I think we're making too complicated. Having it degrade is not necessary in my opinion since just because time passes doesn't mean better cubes will come out. A cube from 2015 still may be the best cube out there. To make it more simple and not overwhelm people with choices (which is the case right now), we should recommend 1, 2, or 3 puzzles per event (2x2, 3x3, 4x4, etc) and rate them as Budget, Great, or Expert. This way for each puzzle someone can make an easy choice. If we have 10 puzzles already rated as "Good", it makes it difficult to make a choice. In that case where 5 are "Good", let's just pick the cheapest one and make call it "Good" for that event. The point here is to keep a simple, updated post with the most suggested cubes by the community. What do you guys think about keeping it more simple?



AvGalen said:


> I am very interested in the recommendations from this list. Hardware-wise I am basically a noob.
> Degrading on age for cubes is not something I would want. I would find it useful to have a property "releasedate" and a property "not commonly available anymore" so in the future we can filter the list on these properties


Agreed on both points. I think a release date is good, though not absolutely necessary as long as we keep the list updated each month or two.


----------



## One Wheel (Aug 31, 2018)

I think this a commendable endeavor, but anymore there's a lot more to it than "cube A is better than cube B." There are a lot of different variables: availability, magnets/magnet strength/room for magnets, corner cutting, flexibility, stickerless shades, size, price, speed/controllability, adjustability, durability . . . What we really want is something like this for cubes, but crowdsourced. 

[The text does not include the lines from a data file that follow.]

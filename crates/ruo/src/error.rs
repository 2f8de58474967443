//! Startup errors.

use std::fmt;

use ruo_config::ConfigError;
use ruo_core::DefinitionError;
use ruo_server::ServerError;
use ruo_telemetry::TelemetryError;
use thiserror::Error;

/// Errors raised while building or starting an [`Application`](crate::Application).
#[derive(Error, Debug)]
pub enum StartupError {
    /// No API definition was given, directly or through configuration.
    #[error("no API definition configured")]
    MissingDefinition,

    /// The API definition could not be loaded or routed.
    #[error(transparent)]
    Definition(#[from] DefinitionError),

    /// The configuration is invalid.
    #[error(transparent)]
    Config(#[from] ConfigError),

    /// Handlers or security schemes do not match the definition.
    #[error("{} binding problem(s): {}", .0.len(), BindingList(.0))]
    Binding(Vec<BindingProblem>),

    /// Logging could not be initialized.
    #[error(transparent)]
    Telemetry(#[from] TelemetryError),

    /// The HTTP server failed.
    #[error(transparent)]
    Server(#[from] ServerError),
}

impl StartupError {
    /// Returns the binding problems, empty for other errors.
    #[must_use]
    pub fn binding_problems(&self) -> &[BindingProblem] {
        match self {
            Self::Binding(problems) => problems,
            _ => &[],
        }
    }
}

/// One mismatch between the definition and what was registered.
#[derive(Debug, Clone, PartialEq, Eq)]
pub enum BindingProblem {
    /// Two operations declare the same `operationId`.
    DuplicateOperation(String),
    /// A handler was registered twice for one operation.
    DuplicateHandler(String),
    /// A handler names an operation the definition does not declare.
    UnknownOperation(String),
    /// A declared operation has no handler.
    MissingHandler(String),
    /// An operation requires a scheme nobody registered.
    UnregisteredScheme(String),
}

impl fmt::Display for BindingProblem {
    fn fmt(&self, f: &mut fmt::Formatter<'_>) -> fmt::Result {
        match self {
            Self::DuplicateOperation(id) => write!(f, "duplicate operationId '{id}'"),
            Self::DuplicateHandler(id) => write!(f, "handler for '{id}' registered twice"),
            Self::UnknownOperation(id) => write!(f, "handler for unknown operation '{id}'"),
            Self::MissingHandler(id) => write!(f, "operation '{id}' has no handler"),
            Self::UnregisteredScheme(name) => {
                write!(f, "security scheme '{name}' is referenced but not registered")
            }
        }
    }
}

struct BindingList<'a>(&'a [BindingProblem]);

impl fmt::Display for BindingList<'_> {
    fn fmt(&self, f: &mut fmt::Formatter<'_>) -> fmt::Result {
        for (i, problem) in self.0.iter().enumerate() {
            if i > 0 {
                f.write_str("; ")?;
            }
            write!(f, "{problem}")?;
        }
        Ok(())
    }
}
//! Segment trie node.
//!
//! Each node represents one path segment. Static children are kept sorted
//! for binary search; all parameter segments at a position share a single
//! parameter child, since parameter names only matter once a route is chosen.

use http::Method;
use smallvec::SmallVec;

use crate::method_router::{MethodRouter, RouteTarget};
use crate::pattern::Segment;

/// Positions of request segments captured by parameter nodes.
pub(crate) type Captures = SmallVec<[usize; 4]>;

/// The best match found so far during a lookup.
#[derive(Debug)]
pub(crate) struct Candidate<'a> {
    pub(crate) target: &'a RouteTarget,
    pub(crate) captures: Captures,
}

/// A node in the segment trie.
#[derive(Debug, Clone, Default)]
pub struct Node {
    /// The literal segment, empty for the root and parameter nodes
    segment: String,

    /// Operations terminating at this node
    methods: MethodRouter,

    /// Static children, sorted by segment
    static_children: Vec<Node>,

    /// Shared parameter child
    param_child: Option<Box<Node>>,
}

impl Node {
    /// Creates a root node.
    #[must_use]
    pub fn root() -> Self {
        Self::default()
    }

    fn new_static(segment: &str) -> Self {
        Self {
            segment: segment.to_string(),
            ..Self::default()
        }
    }

    /// Inserts a target under the given segments.
    ///
    /// Returns the target previously registered for the same method and
    /// segment shape, if any.
    pub(crate) fn insert(
        &mut self,
        segments: &[Segment],
        method: Method,
        target: RouteTarget,
    ) -> Option<RouteTarget> {
        let Some((first, rest)) = segments.split_first() else {
            return self.methods.set(method, target);
        };

        let child = match first {
            Segment::Static(literal) => {
                let idx = match self
                    .static_children
                    .binary_search_by(|c| c.segment.as_str().cmp(literal))
                {
                    Ok(idx) => idx,
                    Err(idx) => {
                        self.static_children.insert(idx, Node::new_static(literal));
                        idx
                    }
                };
                &mut self.static_children[idx]
            }
            Segment::Param(_) => self.param_child.get_or_insert_with(Box::default),
        };
        child.insert(rest, method, target)
    }

    /// Finds the most specific target for `method` under `segments`.
    ///
    /// Static children are explored before the parameter child, and a branch
    /// is abandoned as soon as it cannot beat the current best on parameter
    /// count. Build-time conflict checks guarantee the winner is unique.
    pub(crate) fn find<'a>(
        &'a self,
        method: &Method,
        segments: &[&str],
        position: usize,
        captures: &mut Captures,
        best: &mut Option<Candidate<'a>>,
    ) {
        if best
            .as_ref()
            .is_some_and(|b| captures.len() >= b.captures.len())
        {
            return;
        }

        let Some((first, rest)) = segments.split_first() else {
            if let Some(target) = self.methods.get(method) {
                let better = best
                    .as_ref()
                    .map_or(true, |b| captures.len() < b.captures.len());
                if better {
                    *best = Some(Candidate {
                        target,
                        captures: captures.clone(),
                    });
                }
            }
            return;
        };

        if let Ok(idx) = self
            .static_children
            .binary_search_by(|c| c.segment.as_str().cmp(first))
        {
            self.static_children[idx].find(method, rest, position + 1, captures, best);
        }

        if let Some(child) = &self.param_child {
            captures.push(position);
            child.find(method, rest, position + 1, captures, best);
            captures.pop();
        }
    }

    /// Returns the number of nodes in this subtree, including this one.
    #[must_use]
    pub fn node_count(&self) -> usize {
        1 + self
            .static_children
            .iter()
            .map(Node::node_count)
            .sum::<usize>()
            + self.param_child.as_ref().map_or(0, |c| c.node_count())
    }
}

I would also note that I don't use my 3x3 main for feet: the ergonomics are so entirely different, it's worth investing in another cube.


----------



## pjk (Aug 31, 2018)

One Wheel said:


> I think this a commendable endeavor, but anymore there's a lot more to it than "cube A is better than cube B." There are a lot of different variables: availability, magnets/magnet strength/room for magnets, corner cutting, flexibility, stickerless shades, size, price, speed/controllability, adjustability, durability . . . What we really want is something like this for cubes, but crowdsourced.
> 
> I would also note that I don't use my 3x3 main for feet: the ergonomics are so entirely different, it's worth investing in another cube.


Sure, all of those variables can be discussed at length (and already have for a lot of cubes in the past). The idea here is to provide a useful resource for the people who just want to buy a good cube without having to search around a huge amount. Right now, no up-to-date thread exists for this.

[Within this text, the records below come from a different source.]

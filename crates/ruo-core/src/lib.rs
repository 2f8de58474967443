//! # Ruo Core
//!
//! Core types and capabilities for the Ruo request pipeline.
//!
//! This crate provides the operation model every other crate reads:
//!
//! - [`ApiDefinition`] / [`OperationDescriptor`] - the declared operations
//! - [`DefinitionLoader`] - reads a JSON or YAML API definition document
//! - [`OperationCatalog`] - immutable `(method, path)` → operation resolution
//! - [`PipelineError`] / [`ErrorKind`] - the pipeline's error taxonomy
//! - [`SchemaValidator`] - the validate / coerce / prune schema capability
//! - [`OperationHandler`] / [`HandlerRegistry`] - business handler binding
//! - [`SecurityScheme`] / [`SecuritySchemeRegistry`] - pluggable authorization
//! - [`Reply`] - the structured response a handler or the funnel produces

#![doc(html_root_url = "https://docs.rs/ruo-core/0.1.0")]
#![warn(missing_docs)]
#![forbid(unsafe_code)]

mod catalog;
mod definition;
mod error;
pub mod fixtures;
mod handler;
mod loader;
mod principal;
mod reply;
mod request_id;
pub mod schema;
mod security;

pub use catalog::{OperationCatalog, ResolvedOperation};
pub use definition::{
    ApiDefinition, BodySpec, OperationBuilder, OperationDescriptor, ParameterLocation,
    ParameterSpec, SchemeRequirement, SecurityRequirementSet,
};
pub use error::{DefinitionError, DenialKind, ErrorKind, PipelineError, PipelineResult, Violation};
pub use handler::{HandlerRegistry, Invocation, OperationHandler, ValidatedParams};
pub use loader::DefinitionLoader;
pub use principal::Principal;
pub use reply::{Reply, ReplyBody};
pub use request_id::RequestId;
pub use schema::{JsonSchemaValidator, SchemaValidator, ValidationOutcome};
pub use security::{
    Denial, SchemeDecision, SchemeRequest, SecurityScheme, SecuritySchemeRegistry,
};

use std::future::Future;
use std::pin::Pin;

/// A boxed future that is `Send`.
///
/// Capabilities that may suspend (handlers, security schemes, schema
/// validators) return this so they can be stored as trait objects.
pub type BoxFuture<'a, T> = Pin<Box<dyn Future<Output = T> + Send + 'a>>;
//! Fallback for unmatched requests.

use ruo_core::{BoxFuture, PipelineError};

use crate::context::RequestContext;
use crate::stage::{Flow, Stage};
use crate::types::Request;

/// Ends any request that reached it with `NotFound`.
///
/// Placed after the invoker, it is only reached when no operation was
/// resolved, since the invoker always responds otherwise.
#[derive(Debug, Clone, Copy, Default)]
pub struct NotFoundStage;

impl Stage for NotFoundStage {
    fn name(&self) -> &'static str {
        "not_found"
    }

    fn requires_operation(&self) -> bool {
        false
    }

    fn process<'a>(
        &'a self,
        ctx: &'a mut RequestContext,
        _request: &'a mut Request,
    ) -> BoxFuture<'a, Result<Flow, PipelineError>> {
        let message = format!("No operation matches {} {}", ctx.method(), ctx.path());
        Box::pin(async move { Err(PipelineError::not_found(message)) })
    }
}
//! API document serving.

use bytes::Bytes;
use http::header::HeaderValue;
use http::{Method, StatusCode};
use ruo_core::{BoxFuture, PipelineError, Reply};
use serde_json::Value;

use crate::context::RequestContext;
use crate::stage::{Flow, Stage};
use crate::types::Request;

/// Serves the API definition document at a fixed path.
///
/// The document is encoded once at construction.
#[derive(Debug, Clone)]
pub struct DocsStage {
    path: String,
    body: Bytes,
}

impl DocsStage {
    /// Creates a stage answering `GET path` with `document`.
    #[must_use]
    pub fn new(path: impl Into<String>, document: &Value) -> Self {
        Self {
            path: path.into(),
            body: Bytes::from(document.to_string()),
        }
    }

    /// Returns the path the document is served at.
    #[must_use]
    pub fn path(&self) -> &str {
        &self.path
    }
}

impl Stage for DocsStage {
    fn name(&self) -> &'static str {
        "documentation"
    }

    fn requires_operation(&self) -> bool {
        false
    }

    fn process<'a>(
        &'a self,
        ctx: &'a mut RequestContext,
        _request: &'a mut Request,
    ) -> BoxFuture<'a, Result<Flow, PipelineError>> {
        Box::pin(async move {
            if ctx.method() == Method::GET && ctx.path() == self.path {
                return Ok(Flow::Respond(Reply::raw(
                    StatusCode::OK,
                    HeaderValue::from_static("application/json"),
                    self.body.clone(),
                )));
            }
            Ok(Flow::Continue)
        })
    }
}

#[cfg(test)]
mod tests {
    use super::*;
    use ruo_core::{ReplyBody, RequestId};
    use serde_json::json;
    use std::sync::Arc;

    fn run(stage: &DocsStage, method: Method, path: &str) -> Flow {
        let mut ctx = RequestContext::new(RequestId::new(), Arc::from("1"), method, path);
        let mut request = http::Request::new(Bytes::new());
        tokio_test::block_on(stage.process(&mut ctx, &mut request)).unwrap()
    }

    #[test]
    fn test_serves_document() {
        let stage = DocsStage::new("/openapi.json", &json!({"openapi": "3.0.3"}));
        let Flow::Respond(reply) = run(&stage, Method::GET, "/openapi.json") else {
            panic!("expected a response");
        };
        let ReplyBody::Raw { bytes, .. } = reply.body() else {
            panic!("expected raw body");
        };
        assert_eq!(bytes.as_ref(), br#"{"openapi":"3.0.3"}"#);
    }

    #[test]
    fn test_other_requests_continue() {
        let stage = DocsStage::new("/openapi.json", &json!({}));
        assert!(matches!(run(&stage, Method::POST, "/openapi.json"), Flow::Continue));
        assert!(matches!(run(&stage, Method::GET, "/users"), Flow::Continue));
    }
}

While feet and BLD, people may want others, and those can be discussed and added overtime.

As for the spreadsheet, looking at it now there are 6 3x3's alone rated Expert. As I mentioned in the previous post, I think we should make 1 recommendation for Good, 1 for Great, and 1 for Expert per puzzle. Thoughts on simplifying like this or is it just me?

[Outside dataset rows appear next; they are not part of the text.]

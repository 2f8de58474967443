//! The HTTP accept loop.
//!
//! Each connection runs on its own task with Hyper's HTTP/1.1 codec. For
//! every request the body is collected (bounded by the request timeout and
//! the body size limit) and the complete request is handed to the
//! [`Dispatch`] implementation.
//!
//! | Outcome | Wire behavior |
//! |---------|---------------|
//! | Body read fails | `400 BadRequest` |
//! | Body exceeds the size limit | `413 PayloadTooLarge` |
//! | Body not received in time | `408 RequestTimeout` |
//! | Dispatch returns a response | the response |
//! | Dispatch aborts | connection closed, no response |
//!
//! Dropping a connection drops its in-flight dispatch future, which
//! cancels the request wherever it is suspended.

use std::net::SocketAddr;
use std::sync::Arc;
use std::time::Duration;

use http::StatusCode;
use http_body_util::{BodyExt, LengthLimitError, Limited};
use hyper::body::Incoming;
use hyper::server::conn::http1;
use hyper::service::service_fn;
use hyper_util::rt::TokioIo;
use ruo_middleware::{PipelineAbort, Request, Response, ResponseExt};
use tokio::net::{TcpListener, TcpStream};

use crate::config::ServerConfig;
use crate::dispatch::Dispatch;
use crate::error::ServerError;
use crate::shutdown::{ConnectionTracker, ShutdownSignal};

/// The Ruo HTTP server.
pub struct Server {
    config: ServerConfig,
    dispatcher: Arc<dyn Dispatch>,
}

impl Server {
    /// Creates a server that answers requests with `dispatcher`.
    #[must_use]
    pub fn new(config: ServerConfig, dispatcher: Arc<dyn Dispatch>) -> Self {
        Self { config, dispatcher }
    }

    /// Returns the server configuration.
    #[must_use]
    pub fn config(&self) -> &ServerConfig {
        &self.config
    }

    /// Runs until SIGTERM or SIGINT.
    ///
    /// # Errors
    ///
    /// Returns an error if the address is invalid or cannot be bound.
    pub async fn run(self) -> Result<(), ServerError> {
        self.run_with_shutdown(ShutdownSignal::with_os_signals()).await
    }

    /// Binds the configured address and runs until `shutdown` triggers.
    ///
    /// # Errors
    ///
    /// Returns an error if the address is invalid or cannot be bound.
    pub async fn run_with_shutdown(self, shutdown: ShutdownSignal) -> Result<(), ServerError> {
        let addr = self
            .config
            .socket_addr()
            .map_err(|source| ServerError::InvalidAddress {
                addr: self.config.http_addr().to_string(),
                source,
            })?;

        let listener = TcpListener::bind(addr)
            .await
            .map_err(|source| ServerError::Bind { addr, source })?;

        self.serve(listener, shutdown).await
    }

    /// Serves connections from an already bound listener until `shutdown`
    /// triggers, then waits for open connections up to the shutdown timeout.
    ///
    /// # Errors
    ///
    /// Returns an error if the listener's local address cannot be read.
    pub async fn serve(
        self,
        listener: TcpListener,
        shutdown: ShutdownSignal,
    ) -> Result<(), ServerError> {
        let local_addr = listener.local_addr()?;
        tracing::info!(addr = %local_addr, "Server listening");

        let tracker = ConnectionTracker::new();
        let limits = BodyLimits {
            timeout: self.config.request_timeout(),
            max_bytes: self.config.max_body_bytes(),
        };

        loop {
            tokio::select! {
                result = listener.accept() => {
                    match result {
                        Ok((stream, remote_addr)) => {
                            let dispatcher = Arc::clone(&self.dispatcher);
                            let token = tracker.acquire();
                            let shutdown = shutdown.clone();

                            tokio::spawn(async move {
                                let served =
                                    serve_connection(stream, dispatcher, limits, shutdown).await;
                                if let Err(error) = served {
                                    tracing::debug!(
                                        %remote_addr,
                                        %error,
                                        "Connection closed with error"
                                    );
                                }
                                drop(token);
                            });
                        }
                        Err(error) => {
                            tracing::error!(%error, "Failed to accept connection");
                        }
                    }
                }

                () = shutdown.recv() => {
                    tracing::info!("Shutdown signal received, stopping server");
                    break;
                }
            }
        }

        let shutdown_timeout = self.config.shutdown_timeout();
        tracing::info!(
            active_connections = tracker.active_connections(),
            timeout_secs = shutdown_timeout.as_secs(),
            "Waiting for connections to close"
        );

        tokio::select! {
            () = tracker.wait_for_shutdown() => {
                tracing::info!("All connections closed");
            }
            () = tokio::time::sleep(shutdown_timeout) => {
                tracing::warn!(
                    active_connections = tracker.active_connections(),
                    "Shutdown timeout reached"
                );
            }
        }

        tracing::info!("Server stopped");
        Ok(())
    }
}

impl std::fmt::Debug for Server {
    fn fmt(&self, f: &mut std::fmt::Formatter<'_>) -> std::fmt::Result {
        f.debug_struct("Server")
            .field("config", &self.config)
            .finish_non_exhaustive()
    }
}

/// How much of a request body the server waits for.
#[derive(Debug, Clone, Copy)]
struct BodyLimits {
    timeout: Duration,
    max_bytes: usize,
}

async fn serve_connection(
    stream: TcpStream,
    dispatcher: Arc<dyn Dispatch>,
    limits: BodyLimits,
    shutdown: ShutdownSignal,
) -> Result<(), hyper::Error> {
    let io = TokioIo::new(stream);

    let service = service_fn(move |request: http::Request<Incoming>| {
        let dispatcher = Arc::clone(&dispatcher);
        async move { handle_request(dispatcher.as_ref(), request, limits).await }
    });

    let conn = http1::Builder::new().serve_connection(io, service);
    tokio::pin!(conn);

    tokio::select! {
        result = conn.as_mut() => result,
        () = shutdown.recv() => {
            conn.as_mut().graceful_shutdown();
            conn.await
        }
    }
}

async fn handle_request(
    dispatcher: &dyn Dispatch,
    request: http::Request<Incoming>,
    limits: BodyLimits,
) -> Result<Response, PipelineAbort> {
    let (parts, body) = request.into_parts();
    let body = Limited::new(body, limits.max_bytes);

    let bytes = match tokio::time::timeout(limits.timeout, body.collect()).await {
        Ok(Ok(collected)) => collected.to_bytes(),
        Ok(Err(error)) if error.is::<LengthLimitError>() => {
            tracing::warn!(
                limit = limits.max_bytes,
                method = %parts.method,
                path = parts.uri.path(),
                "Request body exceeds the size limit"
            );
            return Ok(Response::json_error(
                StatusCode::PAYLOAD_TOO_LARGE,
                "PayloadTooLarge",
                "Request body exceeds the size limit",
            ));
        }
        Ok(Err(error)) => {
            tracing::warn!(
                %error,
                method = %parts.method,
                path = parts.uri.path(),
                "Failed to read request body"
            );
            return Ok(Response::json_error(
                StatusCode::BAD_REQUEST,
                "BadRequest",
                "Failed to read request body",
            ));
        }
        Err(_) => {
            tracing::warn!(
                method = %parts.method,
                path = parts.uri.path(),
                "Request body timed out"
            );
            return Ok(Response::json_error(
                StatusCode::REQUEST_TIMEOUT,
                "RequestTimeout",
                "Request body was not received in time",
            ));
        }
    };

    let result = dispatcher.dispatch(Request::from_parts(parts, bytes)).await;
    if let Err(abort) = &result {
        tracing::error!(error = %abort, "Request aborted, closing connection");
    }
    result
}

/// Binds `addr` and returns the listener with its local address.
///
/// Useful with port `0`, where the real port is only known after binding.
///
/// # Errors
///
/// Returns an error if the address is invalid or cannot be bound.
pub async fn bind(addr: &str) -> Result<(TcpListener, SocketAddr), ServerError> {
    let parsed: SocketAddr = addr.parse().map_err(|source| ServerError::InvalidAddress {
        addr: addr.to_string(),
        source,
    })?;
    let listener = TcpListener::bind(parsed)
        .await
        .map_err(|source| ServerError::Bind {
            addr: parsed,
            source,
        })?;
    let local = listener.local_addr()?;
    Ok((listener, local))
}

Also, can anyone activity interested in Clock, Sq-1, and Megaminx contribute to the spreadsheet? It would be quite useful as a start to get something up.


----------



## One Wheel (Aug 31, 2018)

pjk said:


> Megaminx



I added 1 in each category. I'll add the caveat that I haven't actually used the X-man Galaxy V2M, I've used the non-magnetic version, and it's my understanding that the magnetic version is the best available. The non-magnetic is very good, the YLM mega is also good, but on a different level.


----------



## AbsoRuud (Aug 31, 2018)

I just added a bunch of cubes, but feel free to trim what I entered and such. I'm mostly just trying to facilitate the ideas presented here. I own two good cubes so I'm a total noob at cubing knowledge.


----------



## cubeshepherd (Sep 1, 2018)

So there are several cubers on the spreadsheet that have there mains on the cubical.us's website, however some of them have not been updated in a while, so do you think that it is worth adding to the spreadsheet or not? I do not think that it is worth is, especially since I am sure that some of the cubes are outdated, but on the other hand there still might be some that are the same.


----------



## JustAnotherGenericCuber (Sep 1, 2018)

Are prices based on cubicle prices?


----------



## pjk (Sep 1, 2018)

cubeshepherd said:


> So there are several cubers on the spreadsheet that have there mains on the cubical.us's website, however some of them have not been updated in a while, so do you think that it is worth adding to the spreadsheet or not? I do not think that it is worth is, especially since I am sure that some of the cubes are outdated, but on the other hand there still might be some that are the same.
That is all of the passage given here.